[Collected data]
-----

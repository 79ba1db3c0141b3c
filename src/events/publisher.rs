use crate::constants::{events, SignerRole};
use serde::{Deserialize, Serialize};
use tokio::sync::broadcast;
use uuid::Uuid;

/// Something that happened to a document's signature flow
#[derive(Debug, Clone, PartialEq, Eq, Serialize, Deserialize)]
#[serde(tag = "type", content = "data", rename_all = "snake_case")]
pub enum FlowEvent {
    FlowDefined {
        document_id: Uuid,
        stage_count: usize,
    },
    SignatureRecorded {
        document_id: Uuid,
        user_id: Uuid,
        role: SignerRole,
    },
    StageCompleted {
        document_id: Uuid,
        flow_stage_id: i64,
        role: SignerRole,
        next_role: Option<SignerRole>,
    },
    FlowCompleted {
        document_id: Uuid,
    },
}

impl FlowEvent {
    pub fn name(&self) -> &'static str {
        match self {
            Self::FlowDefined { .. } => events::FLOW_DEFINED,
            Self::SignatureRecorded { .. } => events::SIGNATURE_RECORDED,
            Self::StageCompleted { .. } => events::STAGE_COMPLETED,
            Self::FlowCompleted { .. } => events::FLOW_COMPLETED,
        }
    }

    pub fn document_id(&self) -> Uuid {
        match self {
            Self::FlowDefined { document_id, .. }
            | Self::SignatureRecorded { document_id, .. }
            | Self::StageCompleted { document_id, .. }
            | Self::FlowCompleted { document_id } => *document_id,
        }
    }
}

/// Event that has been published
#[derive(Debug, Clone)]
pub struct PublishedEvent {
    pub name: &'static str,
    pub event: FlowEvent,
    pub published_at: chrono::DateTime<chrono::Utc>,
}

/// Broadcast publisher for flow lifecycle events
#[derive(Debug, Clone)]
pub struct FlowEventPublisher {
    sender: broadcast::Sender<PublishedEvent>,
}

impl FlowEventPublisher {
    /// Create a new event publisher with the specified channel capacity
    pub fn new(capacity: usize) -> Self {
        let (sender, _) = broadcast::channel(capacity.max(1));
        Self { sender }
    }

    /// Publish an event; having no subscribers is not an error
    pub fn publish(&self, event: FlowEvent) {
        let published = PublishedEvent {
            name: event.name(),
            event,
            published_at: chrono::Utc::now(),
        };

        if self.sender.send(published).is_err() {
            tracing::trace!("No flow event subscribers");
        }
    }

    pub fn subscribe(&self) -> broadcast::Receiver<PublishedEvent> {
        self.sender.subscribe()
    }

    pub fn subscriber_count(&self) -> usize {
        self.sender.receiver_count()
    }
}

impl Default for FlowEventPublisher {
    fn default() -> Self {
        Self::new(1000)
    }
}

#[cfg(test)]
mod tests {
    use super::*;

    #[test]
    fn test_publish_without_subscribers() {
        let publisher = FlowEventPublisher::new(4);
        publisher.publish(FlowEvent::FlowCompleted {
            document_id: Uuid::new_v4(),
        });
        assert_eq!(publisher.subscriber_count(), 0);
    }

    #[test]
    fn test_subscriber_receives_named_event() {
        let publisher = FlowEventPublisher::default();
        let mut receiver = publisher.subscribe();
        let document_id = Uuid::new_v4();

        publisher.publish(FlowEvent::FlowDefined {
            document_id,
            stage_count: 2,
        });

        let published = receiver.try_recv().unwrap();
        assert_eq!(published.name, events::FLOW_DEFINED);
        assert_eq!(published.event.document_id(), document_id);
    }

    #[test]
    fn test_event_serialization_shape() {
        let event = FlowEvent::SignatureRecorded {
            document_id: Uuid::nil(),
            user_id: Uuid::nil(),
            role: SignerRole::Management,
        };
        let json = serde_json::to_value(&event).unwrap();
        assert_eq!(json["type"], "signature_recorded");
        assert_eq!(json["data"]["role"], "management");
    }
}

-----

__Problem details__: Lines holding "SignatureRecorded": count them across the data and reply with the number alone.

__Response__: 4